Posted by: caitlinmonahan | December 6, 2011

Photography During the American Civil War

I came across this gruesome yet fascinating article by Christopher Benfey in The New York Review about Reed Bontecou, a surgeon-photographer during the Civil War. This article is relevant to our discussion of prison photography as well as photography in general as it gives a glimpse at what early photography was being used for in the United States. It is also a very sobering article about the realities of war. Warning! The images in the article are quite graphic.

http://www.nybooks.com/blogs/nyrblog/2011/nov/28/someone-elses-children/

The first set of three images is just like the Irish prison photography we looked at earlier in the semester. The same uncertainty about how exactly to use the new medium of photography is evident in these images just as it was in the Irish political prisoners’ images. The one on the right is seen from head to toe in a profile pose unbefitting the image’s purpose as identification and not a decoration.

The third image is also immensely fascinating as it appears upon first glance to be a very beautiful photograph of a young man in a sensual pose, set in an oval frame with soft vignette edges.  It reminds me a lot of the Julia Margaret Cameron’s photograph of Ellen Terry.
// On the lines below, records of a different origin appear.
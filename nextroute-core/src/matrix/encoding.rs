//! Little endian primitives shared by the matrix wire formats.

use crate::relay::RelayId;
use bytes::{Buf, BufMut, Bytes, BytesMut};
use std::{
    io,
    net::{IpAddr, Ipv4Addr, Ipv6Addr, SocketAddr},
};
use thiserror::Error;

const ADDRESS_NONE: u8 = 0;
const ADDRESS_IPV4: u8 = 1;
const ADDRESS_IPV6: u8 = 2;

#[derive(Debug, Error)]
pub enum MatrixError {
    #[error("unexpected end of buffer: {needed} bytes needed, {remaining} remaining")]
    Truncated { needed: usize, remaining: usize },
    #[error("unsupported matrix version {version}")]
    UnsupportedVersion { version: u32 },
    #[error("{field} {value} is outside of [{min}, {max}]")]
    ValueOutOfRange {
        field: &'static str,
        value: i64,
        min: i64,
        max: i64,
    },
    #[error("string of {length} bytes exceeds the maximum of {max} bytes")]
    StringTooLong { length: usize, max: usize },
    #[error("string is not valid UTF-8")]
    InvalidUtf8,
    #[error("{field} holds {actual} values, expected {expected}")]
    InconsistentLength {
        field: &'static str,
        expected: usize,
        actual: usize,
    },
    #[error("unknown address kind {kind}")]
    InvalidAddressKind { kind: u8 },
    #[error("invalid address `{address}'")]
    InvalidAddress { address: String },
    #[error("relay {id} appears more than once")]
    DuplicateRelay { id: RelayId },
    #[error("{count} relays do not fit the compact format")]
    TooManyRelays { count: usize },
    #[error("{remaining} bytes left after the end of the matrix")]
    TrailingBytes { remaining: usize },
    #[error(transparent)]
    Io(#[from] io::Error),
}

/// Append only writer of the matrix primitives
pub(crate) struct MatrixWriter {
    buffer: BytesMut,
}

impl MatrixWriter {
    pub(crate) fn with_capacity(capacity: usize) -> Self {
        Self {
            buffer: BytesMut::with_capacity(capacity),
        }
    }

    pub(crate) fn put_u8(&mut self, value: u8) {
        self.buffer.put_u8(value);
    }

    pub(crate) fn put_u16(&mut self, value: u16) {
        self.buffer.put_u16_le(value);
    }

    pub(crate) fn put_u32(&mut self, value: u32) {
        self.buffer.put_u32_le(value);
    }

    pub(crate) fn put_u64(&mut self, value: u64) {
        self.buffer.put_u64_le(value);
    }

    pub(crate) fn put_i32(&mut self, value: i32) {
        self.buffer.put_i32_le(value);
    }

    pub(crate) fn put_f32(&mut self, value: f32) {
        self.buffer.put_f32_le(value);
    }

    pub(crate) fn put_bool(&mut self, value: bool) {
        self.buffer.put_u8(u8::from(value));
    }

    pub(crate) fn put_bytes(&mut self, bytes: &[u8]) {
        self.buffer.put_slice(bytes);
    }

    /// Writes `value` after checking it is within `[min, max]`.
    pub(crate) fn put_ranged_i32(
        &mut self,
        field: &'static str,
        value: i32,
        min: i32,
        max: i32,
    ) -> Result<(), MatrixError> {
        check_range(field, value, min, max)?;
        self.put_i32(value);
        Ok(())
    }

    /// Writes a `u32` length then the bytes of `value`.
    pub(crate) fn put_string(&mut self, value: &str, max: usize) -> Result<(), MatrixError> {
        if value.len() > max {
            return Err(MatrixError::StringTooLong {
                length: value.len(),
                max,
            });
        }
        self.put_u32(value.len() as u32);
        self.put_bytes(value.as_bytes());
        Ok(())
    }

    pub(crate) fn put_count(&mut self, field: &'static str, count: usize) -> Result<(), MatrixError> {
        let count = u32::try_from(count).map_err(|_| MatrixError::ValueOutOfRange {
            field,
            value: count as i64,
            min: 0,
            max: u32::MAX as i64,
        })?;
        self.put_u32(count);
        Ok(())
    }

    /// Writes a kind tag, the octets and the port.
    ///
    /// `0.0.0.0:0` is written as the empty address.
    pub(crate) fn put_address(&mut self, address: &SocketAddr) {
        match address {
            SocketAddr::V4(v4) if v4.ip().is_unspecified() && v4.port() == 0 => {
                self.put_u8(ADDRESS_NONE);
            }
            SocketAddr::V4(v4) => {
                self.put_u8(ADDRESS_IPV4);
                self.put_bytes(&v4.ip().octets());
                self.put_u16(v4.port());
            }
            SocketAddr::V6(v6) => {
                self.put_u8(ADDRESS_IPV6);
                self.put_bytes(&v6.ip().octets());
                self.put_u16(v6.port());
            }
        }
    }

    pub(crate) fn len(&self) -> usize {
        self.buffer.len()
    }

    pub(crate) fn finish(self) -> Bytes {
        self.buffer.freeze()
    }
}

/// Bounds checked reader of the matrix primitives
pub(crate) struct MatrixReader<'a> {
    buffer: &'a [u8],
}

impl<'a> MatrixReader<'a> {
    pub(crate) fn new(buffer: &'a [u8]) -> Self {
        Self { buffer }
    }

    fn need(&self, needed: usize) -> Result<(), MatrixError> {
        let remaining = self.buffer.remaining();
        if remaining < needed {
            return Err(MatrixError::Truncated { needed, remaining });
        }
        Ok(())
    }

    pub(crate) fn get_u8(&mut self) -> Result<u8, MatrixError> {
        self.need(1)?;
        Ok(self.buffer.get_u8())
    }

    pub(crate) fn get_u16(&mut self) -> Result<u16, MatrixError> {
        self.need(2)?;
        Ok(self.buffer.get_u16_le())
    }

    pub(crate) fn get_u32(&mut self) -> Result<u32, MatrixError> {
        self.need(4)?;
        Ok(self.buffer.get_u32_le())
    }

    pub(crate) fn get_u64(&mut self) -> Result<u64, MatrixError> {
        self.need(8)?;
        Ok(self.buffer.get_u64_le())
    }

    pub(crate) fn get_i32(&mut self) -> Result<i32, MatrixError> {
        self.need(4)?;
        Ok(self.buffer.get_i32_le())
    }

    pub(crate) fn get_f32(&mut self) -> Result<f32, MatrixError> {
        self.need(4)?;
        Ok(self.buffer.get_f32_le())
    }

    pub(crate) fn get_bool(&mut self) -> Result<bool, MatrixError> {
        match self.get_u8()? {
            0 => Ok(false),
            1 => Ok(true),
            value => Err(MatrixError::ValueOutOfRange {
                field: "boolean",
                value: value as i64,
                min: 0,
                max: 1,
            }),
        }
    }

    pub(crate) fn get_bytes(&mut self, length: usize) -> Result<&'a [u8], MatrixError> {
        self.need(length)?;
        let (bytes, rest) = self.buffer.split_at(length);
        self.buffer = rest;
        Ok(bytes)
    }

    pub(crate) fn get_ranged_i32(
        &mut self,
        field: &'static str,
        min: i32,
        max: i32,
    ) -> Result<i32, MatrixError> {
        let value = self.get_i32()?;
        check_range(field, value, min, max)?;
        Ok(value)
    }

    pub(crate) fn get_string(&mut self, max: usize) -> Result<String, MatrixError> {
        let length = self.get_u32()? as usize;
        if length > max {
            return Err(MatrixError::StringTooLong { length, max });
        }
        let bytes = self.get_bytes(length)?;
        String::from_utf8(bytes.to_vec()).map_err(|_| MatrixError::InvalidUtf8)
    }

    /// Reads a `u32` count, refusing counts that could not possibly fit
    /// in the rest of the buffer given `min_item_size` bytes per item.
    pub(crate) fn get_count(&mut self, min_item_size: usize) -> Result<usize, MatrixError> {
        let count = self.get_u32()? as usize;
        self.need(count.saturating_mul(min_item_size))?;
        Ok(count)
    }

    pub(crate) fn get_address(&mut self) -> Result<SocketAddr, MatrixError> {
        let ip = match self.get_u8()? {
            ADDRESS_NONE => return Ok(SocketAddr::new(IpAddr::V4(Ipv4Addr::UNSPECIFIED), 0)),
            ADDRESS_IPV4 => {
                let mut octets = [0; 4];
                octets.copy_from_slice(self.get_bytes(4)?);
                IpAddr::V4(Ipv4Addr::from(octets))
            }
            ADDRESS_IPV6 => {
                let mut octets = [0; 16];
                octets.copy_from_slice(self.get_bytes(16)?);
                IpAddr::V6(Ipv6Addr::from(octets))
            }
            kind => return Err(MatrixError::InvalidAddressKind { kind }),
        };
        let port = self.get_u16()?;
        Ok(SocketAddr::new(ip, port))
    }

    pub(crate) fn remaining(&self) -> usize {
        self.buffer.remaining()
    }

    /// Ends the decoding, every byte of the buffer must have been read.
    pub(crate) fn finish(self) -> Result<(), MatrixError> {
        match self.remaining() {
            0 => Ok(()),
            remaining => Err(MatrixError::TrailingBytes { remaining }),
        }
    }
}

fn check_range(field: &'static str, value: i32, min: i32, max: i32) -> Result<(), MatrixError> {
    if (min..=max).contains(&value) {
        Ok(())
    } else {
        Err(MatrixError::ValueOutOfRange {
            field,
            value: value as i64,
            min: min as i64,
            max: max as i64,
        })
    }
}

#[cfg(test)]
mod tests {
    use super::*;

    #[test]
    fn little_endian() {
        let mut writer = MatrixWriter::with_capacity(16);
        writer.put_u32(1);
        writer.put_i32(-1);
        let bytes = writer.finish();

        assert_eq!(&bytes[..], &[1, 0, 0, 0, 0xff, 0xff, 0xff, 0xff]);
    }

    #[test]
    fn truncated() {
        let mut reader = MatrixReader::new(&[1, 2, 3]);
        assert!(matches!(
            reader.get_u32(),
            Err(MatrixError::Truncated {
                needed: 4,
                remaining: 3
            })
        ));
    }

    #[test]
    fn trailing_bytes() {
        let mut reader = MatrixReader::new(&[1, 0, 0, 0, 9]);
        assert_eq!(reader.get_u32().unwrap(), 1);
        assert!(matches!(
            reader.finish(),
            Err(MatrixError::TrailingBytes { remaining: 1 })
        ));

        let mut reader = MatrixReader::new(&[1, 0, 0, 0]);
        assert_eq!(reader.get_u32().unwrap(), 1);
        assert!(reader.finish().is_ok());
    }

    #[test]
    fn ranged_values() {
        let mut writer = MatrixWriter::with_capacity(4);
        assert!(matches!(
            writer.put_ranged_i32("cost", 10_001, -1, 10_000),
            Err(MatrixError::ValueOutOfRange { value: 10_001, .. })
        ));
        assert_eq!(writer.len(), 0);

        writer.put_i32(-2);
        let bytes = writer.finish();
        let mut reader = MatrixReader::new(&bytes);
        assert!(reader.get_ranged_i32("cost", -1, 10_000).is_err());
    }

    #[test]
    fn strings() {
        let mut writer = MatrixWriter::with_capacity(16);
        writer.put_string("relay", 63).unwrap();
        assert!(matches!(
            writer.put_string(&"x".repeat(64), 63),
            Err(MatrixError::StringTooLong { length: 64, max: 63 })
        ));
        let bytes = writer.finish();

        let mut reader = MatrixReader::new(&bytes);
        assert_eq!(reader.get_string(63).unwrap(), "relay");
        assert_eq!(reader.remaining(), 0);

        let mut reader = MatrixReader::new(&bytes);
        assert!(matches!(
            reader.get_string(3),
            Err(MatrixError::StringTooLong { length: 5, max: 3 })
        ));
    }

    #[test]
    fn invalid_utf8() {
        let mut reader = MatrixReader::new(&[2, 0, 0, 0, 0xc3, 0x28]);
        assert!(matches!(reader.get_string(63), Err(MatrixError::InvalidUtf8)));
    }

    #[test]
    fn addresses() {
        let addresses: [SocketAddr; 3] = [
            "0.0.0.0:0".parse().unwrap(),
            "10.0.0.1:40000".parse().unwrap(),
            "[2001:db8::1]:443".parse().unwrap(),
        ];

        let mut writer = MatrixWriter::with_capacity(64);
        for address in &addresses {
            writer.put_address(address);
        }
        let bytes = writer.finish();
        // 1 + (1 + 4 + 2) + (1 + 16 + 2)
        assert_eq!(bytes.len(), 27);

        let mut reader = MatrixReader::new(&bytes);
        for address in &addresses {
            assert_eq!(&reader.get_address().unwrap(), address);
        }
    }

    #[test]
    fn unknown_address_kind() {
        let mut reader = MatrixReader::new(&[7]);
        assert!(matches!(
            reader.get_address(),
            Err(MatrixError::InvalidAddressKind { kind: 7 })
        ));
    }

    #[test]
    fn oversized_count() {
        let mut reader = MatrixReader::new(&[0xff, 0xff, 0xff, 0xff, 0, 0]);
        assert!(matches!(
            reader.get_count(4),
            Err(MatrixError::Truncated { .. })
        ));
    }
}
What the photo actual depicts is a young man having his leg removed due to gangrene, making the facial expression and the body language of the young man as well as the photographer’s choices even more interesting.

The Civil War was unlike any previous war, greatly due to the rapidly advancing technology. Weaponry was becoming increasingly deadly and destructive and as a result injuries and surgeries were numerous. In addition to this, the introduction of photography allowed the documentation of said destruction and the rendering of the people affected by war and devastation to be captured forever.